John Peterson | Olympic gold medalist
When UW-Stout created its Athletic Hall of Fame in 1978, Barron County native John Peterson was one of the first people inducted into it. And for good reason: The 1971 graduate is a two-time Olympic medalist as a middleweight freestyle wrestler. He won a silver in 1972 in Munich and brought home the gold in 1976 from Montreal. His mat exploits weren’t limited to the Olympics, either: He was a two-time World Cup gold medalist and a three-time AAU champ as well. (Fun fact: His younger brother, Ben, who attended Iowa State, also won Olympic gold and silver as a wrestler.) Peterson went on to become a wrestling coach and an active member of Athletes in Action, a Christian sports ministry.

Vera C. Bushfield | U.S. senator
Born Vera Cahalan in South Dakota in 1889, she graduated with a degree in domestic science from what was then known as the Stout State Institute in 1912. That same year she married Harlan Bushfield, who went on to become governor of South Dakota and was elected to the U.S. Senate as a Republican in 1942. When the senator died in office in 1948, his wife – who had also been his most trusted political adviser – was appointed to finish the rest of his term. Although she served just a few months, Vera Bushfield was nonetheless only the sixth woman ever to be a U.S. senator.

Nancy Zieman | sewing show host
Zieman, a 1975 UW-Stout grad, is the producer and host of Sewing With Nancy, the longest-running sewing TV show in history. The program began on cable in 1982, and now the show – which is co-produced with Wisconsin Public Television – airs on PBS stations nationwide. Zieman is also the founder of a multimillion-dollar sewing supply business, Nancy’s Notions, and has written more than 40 sewing books. She recently penned an autobiography, “Seams Unlikely,” which talks about how she became an unlikely TV star despite having Bell’s palsy, which paralyzed part of her face as a child.

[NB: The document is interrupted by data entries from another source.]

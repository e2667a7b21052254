//! Background thread that periodically checks the terminal size.

use std::sync::atomic::{AtomicBool, Ordering};
use std::sync::Arc;
use std::thread::{self, JoinHandle};
use std::time::Duration;

use anyhow::Result;

/// Runs `tick` every `interval` on its own thread until stopped.
///
/// The tick does its own locking; a failing tick is logged and the thread keeps going.
pub struct ResizePoller {
    stop: Arc<AtomicBool>,
    handle: Option<JoinHandle<()>>,
}

impl ResizePoller {
    pub fn spawn<F>(interval: Duration, mut tick: F) -> Self
    where
        F: FnMut() -> Result<()> + Send + 'static,
    {
        let stop = Arc::new(AtomicBool::new(false));
        let flag = Arc::clone(&stop);
        let handle = thread::spawn(move || {
            while !flag.load(Ordering::Relaxed) {
                if let Err(e) = tick() {
                    tracing::warn!("resize poll failed: {e:#}");
                }
                thread::sleep(interval);
            }
            tracing::debug!("resize poller stopped");
        });
        Self { stop, handle: Some(handle) }
    }

    pub fn is_running(&self) -> bool {
        self.handle.as_ref().is_some_and(|h| !h.is_finished())
    }

    /// Ask the thread to stop and wait for it.
    pub fn stop(&mut self) {
        self.stop.store(true, Ordering::Relaxed);
        if let Some(handle) = self.handle.take() {
            if handle.join().is_err() {
                tracing::error!("resize poller panicked");
            }
        }
    }
}

impl Drop for ResizePoller {
    fn drop(&mut self) {
        self.stop();
    }
}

Cindy Pawlcyn | chef, restaurateur
This Minneapolis native earned a degree from UW-Stout’s highly regarded hospitality and tourism program in 1977. While in school, she worked part-time at the Silver Dollar Saloon in Menomonie. After graduation, she relocated to California, where she became a famed chef and restauranteur in San Francisco and the Napa Valley. She currently owns two wine-country establishments, Mustards Grill and Cindy’s Backstreet Kitchen. Pawlcyn is the author of several cookbooks, and in 2002 won a James Beard Award – basically a culinary Oscar – for one of them. An early proponent of the farm-to-table movement, she grows some of her own organic produce.

Joe Vavra | baseball coach/player
Vavra, a Chippewa Falls native and 1985 UW-Stout alumnus, was drafted by the Los Angeles Dodgers in 1982 and played five seasons of minor league ball as an infielder. His true calling, however, was as a coach and manager, and in the 1980s and ’90s he led various teams in the Dodgers minor league system. After a brief stint as UW-Stout baseball coach, he was hired by the Minnesota Twins organization and served as the big-league team’s hitting coach from 2006-12. Since 2012, he’s been the Twins’ third-base coach.